[[ Supplied material open ]]

impl<R, W> Connection<R, W>
where
    R: AsyncRead + Unpin,
    W: AsyncWrite + Unpin,
{
    #[allow(clippy::too_many_arguments)]
    pub(crate) fn new(
        settings: Arc<PoolSettings>,
        job_manager: Arc<JobManager>,
        authorizer: Arc<dyn Authorizer>,
        bans: Arc<BanTable>,
        events: broadcast::Sender<ServerEvent>,
        port: PortSettings,
        remote: IpAddr,
        session_id: String,
        reader: R,
        writer: W,
    ) -> Self {
        let (command_sender, commands) = mpsc::unbounded_channel();
        let jobs = job_manager.subscribe_jobs();
        let difficulty = port.difficulty;

        Self {
            settings,
            job_manager,
            authorizer,
            bans,
            events,
            port,
            remote,
            session_id,
            reader: FramedRead::new(reader, LinesCodec::new_with_max_length(MAX_MESSAGE_SIZE)),
            writer: FramedWrite::new(writer, LinesCodec::new()),
            jobs: Some(jobs),
            commands: Some(commands),
            command_sender,
            extranonce1: None,
            worker: None,
            authorized: false,
            difficulty,
            previous_difficulty: None,
            pending_difficulty: None,
            last_activity: Instant::now(),
            shares: ShareCounter::default(),
        }
    }

    /// Handle the embedder can use to retarget this session.
    pub(crate) fn commands(&self) -> mpsc::UnboundedSender<ConnectionCommand> {
        self.command_sender.clone()
    }

    pub(crate) async fn serve(mut self) -> Result {
        if self.port.proxy_protocol {
            self.read_proxy_preamble().await?;
        }

        ensure!(
            self.bans.allowed(self.remote),
            "refusing banned client {}",
            self.remote
        );

        let mut jobs = self.jobs.take().context("connection already served")?;
        let mut commands = self.commands.take().context("connection already served")?;
        let mut commands_closed = false;

        loop {
            tokio::select! {
                message = self.read_message() => {
                    let Some(message) = message? else {
                        debug!(remote = %self.remote, "client disconnected");
                        break;
                    };

                    self.last_activity = Instant::now();

                    let Message::Request { id, method, params } = message else {
                        warn!(?message, "ignoring non-request from miner");
                        continue;
                    };

                    match method.as_str() {
                        "mining.subscribe" => {
                            let subscribe = serde_json::from_value::<Subscribe>(params)
                                .unwrap_or_default();
                            self.subscribe(id, subscribe).await?;
                        }
                        "mining.authorize" => {
                            let Ok(authorize) = serde_json::from_value::<Authorize>(params) else {
                                self.send_error(id, StratumError::malformed("malformed authorize"))
                                    .await?;
                                continue;
                            };
                            self.authorize(id, authorize).await?;
                        }
                        "mining.submit" => {
                            let Ok(submit) = serde_json::from_value::<Submit>(params) else {
                                self.shares.record(false);
                                self.send_error(id, StratumError::malformed("malformed submit"))
                                    .await?;
                                self.enforce_ban_policy().await?;
                                continue;
                            };
                            self.submit(id, submit).await?;
                        }
                        "mining.get_transactions" => {
                            self.send(Message::Response {
                                id,
                                result: Some(json!([])),
                                error: Some(StratumError::malformed("not supported").to_wire()),
                            })
                            .await?;
                        }
                        "mining.extranonce.subscribe" => {
                            self.send(Message::Response {
                                id,
                                result: Some(json!(false)),
                                error: Some(StratumError::malformed("not supported").to_wire()),
                            })
                            .await?;
                        }
                        method => {
                            warn!(remote = %self.remote, "unknown method {method}");
                        }
                    }
                }

                job = jobs.recv() => {
                    match job {
                        Ok(event) => self.push_job(event).await?,
                        Err(broadcast::error::RecvError::Lagged(skipped)) => {
                            warn!(remote = %self.remote, "session lagged {skipped} jobs behind");
                            continue;
                        }
                        Err(broadcast::error::RecvError::Closed) => break,
                    }
                }

                command = commands.recv(), if !commands_closed => {
                    match command {
                        Some(ConnectionCommand::SetDifficulty(difficulty)) => {
                            self.pending_difficulty = Some(difficulty);
                        }
                        None => commands_closed = true,
                    }
                }
            }
        }

        Ok(())
    }

    /// PROXY protocol v1: the third whitespace token of the preamble line is
    /// the original source address.
    async fn read_proxy_preamble(&mut self) -> Result {
        let line = match self.reader.next().await {
            Some(Ok(line)) => line,
            Some(Err(err)) => bail!("error reading proxy preamble: {err}"),
            None => bail!("connection closed before proxy preamble"),
        };

        ensure!(
            line.starts_with("PROXY"),
            "expected proxy preamble, got {line:?}"
        );

        self.remote = line
            .split_whitespace()
            .nth(2)
            .context("proxy preamble is missing the source address")?
            .parse()
            .context("invalid source address in proxy preamble")?;

        Ok(())
    }

    async fn subscribe(&mut self, id: Id, _subscribe: Subscribe) -> Result {
        let extranonce1 = self.job_manager.next_extranonce();

        let result = SubscribeResult {
            session_id: Some(self.session_id.clone()),
            extranonce1: extranonce1.clone(),
        };

        self.send(Message::Response {
            id,
            result: Some(json!(result)),
            error: None,
        })
        .await?;

        self.extranonce1 = Some(extranonce1);

        self.send_difficulty(self.difficulty).await?;

        if let Some(template) = self.job_manager.current_template() {
            self.send_notify(template.job_params(true)).await?;
        }

        Ok(())
    }

    async fn authorize(&mut self, id: Id, authorize: Authorize) -> Result {
        let worker = WorkerName::parse(&authorize.username);

        let reply = self
            .authorizer
            .authorize(
                self.remote,
                self.port.port,
                &worker,
                authorize.password.as_deref(),
            )
            .await;

        self.send(Message::Response {
            id,
            result: Some(json!(reply.authorized)),
            error: reply.error.map(|error| error.to_wire()),
        })
        .await?;

        if reply.authorized {
            info!(remote = %self.remote, worker = %worker, "authorized");
            self.worker = Some(worker);
            self.authorized = true;
        }

        ensure!(!reply.disconnect, "authorizer requested disconnect");

        Ok(())
    }

    async fn submit(&mut self, id: Id, submit: Submit) -> Result {
        let Some(extranonce1) = self.extranonce1.clone() else {
            self.shares.record(false);
            self.send_error(id, StratumError::not_subscribed()).await?;
            return self.enforce_ban_policy().await;
        };

        if !self.authorized {
            self.shares.record(false);
            self.send_error(id, StratumError::unauthorized_worker())
                .await?;
            return self.enforce_ban_policy().await;
        }

        let worker = match &self.worker {
            Some(worker) => worker.clone(),
            None => WorkerName::parse(&submit.worker_name),
        };

        let submission = ShareSubmission {
            job_id: submit.job_id,
            extranonce2: submit.extranonce2.clone(),
            ntime: submit.ntime,
            nonce: extranonce1.to_hex() + &submit.extranonce2,
            solution: submit.solution,
            worker,
            remote: self.remote,
            port: self.port.port,
            difficulty: self.difficulty,
            previous_difficulty: self.previous_difficulty,
        };

        match self.job_manager.process_share(&submission) {
            Ok(accepted) => {
                self.shares.record(true);
                if accepted.is_block() {
                    info!(
                        remote = %self.remote,
                        height = accepted.height,
                        hash = accepted.block_hash.as_deref().unwrap_or_default(),
                        "block candidate found"
                    );
                }
                self.send(Message::Response {
                    id,
                    result: Some(json!(true)),
                    error: None,
                })
                .await?;
            }
            Err(error) => {
                self.shares.record(false);
                debug!(remote = %self.remote, "share rejected: {error}");
                self.send_error(id, error).await?;
            }
        }

        self.enforce_ban_policy().await
    }

    async fn push_job(&mut self, event: JobEvent) -> Result {
        if self.extranonce1.is_none() {
            return Ok(());
        }

        let idle = Duration::from_secs(self.settings.connection_timeout);
        ensure!(
            self.last_activity.elapsed() <= idle,
            "dropping idle connection {}",
            self.remote
        );

        if let Some(difficulty) = self.pending_difficulty.take() {
            if difficulty != self.difficulty {
                self.previous_difficulty = Some(self.difficulty);
                self.difficulty = difficulty;
                self.send_difficulty(difficulty).await?;
            }
        }

        self.send_notify(event.template().job_params(event.clean_jobs()))
            .await
    }

    async fn send_difficulty(&mut self, difficulty: f64) -> Result {
        self.send(Message::Notification {
            method: "mining.set_target".into(),
            params: json!(SetTarget::from_difficulty(difficulty)),
        })
        .await
    }

    async fn send_notify(&mut self, notify: Notify) -> Result {
        self.send(Message::Notification {
            method: "mining.notify".into(),
            params: json!(notify),
        })
        .await
    }

    /// Bails out of the session when the invalid share ratio crosses the
    /// configured threshold, recording a ban for the client address.
    async fn enforce_ban_policy(&mut self) -> Result {
        let Some(banning) = &self.settings.banning else {
            return Ok(());
        };

        if !self.shares.should_ban(banning) {
            return Ok(());
        }

        self.bans.record(self.remote);
        self.events
            .send(ServerEvent::ClientBanned(self.remote))
            .ok();

        bail!(
            "banned {} after {} invalid of {} shares",
            self.remote,
            self.shares.invalid,
            self.shares.total(),
        );
    }

    async fn read_message(&mut self) -> Result<Option<Message>> {
        match self.reader.next().await {
            Some(Ok(line)) => {
                let message = serde_json::from_str::<Message>(&line).map_err(|e| {
                    anyhow!("invalid stratum message from {}: {e}; line={line:?}", self.remote)
                })?;
                Ok(Some(message))
            }
            Some(Err(LinesCodecError::MaxLineLengthExceeded)) => {
                Err(anyhow!("flooding message from {}", self.remote))
            }
            Some(Err(e)) => Err(anyhow!("read error from {}: {e}", self.remote)),
            None => Ok(None),
        }
    }

    async fn send(&mut self, message: Message) -> Result {
        let frame = serde_json::to_string(&message)?;
        self.writer.send(frame).await?;
        Ok(())
    }

    async fn send_error(&mut self, id: Id, error: StratumError) -> Result {
        self.send(Message::Response {
            id,
            result: None,
            error: Some(error.to_wire()),
        })
        .await
    }
}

[[ Supplied material closed ]]

# Exercise aim
Could you return the lines in the entries above that contain "context"?

# Result of this task
        let mut jobs = self.jobs.take().context("connection already served")?;
        let mut commands = self.commands.take().context("connection already served")?;
            .context("proxy preamble is missing the source address")?
            .context("invalid source address in proxy preamble")?;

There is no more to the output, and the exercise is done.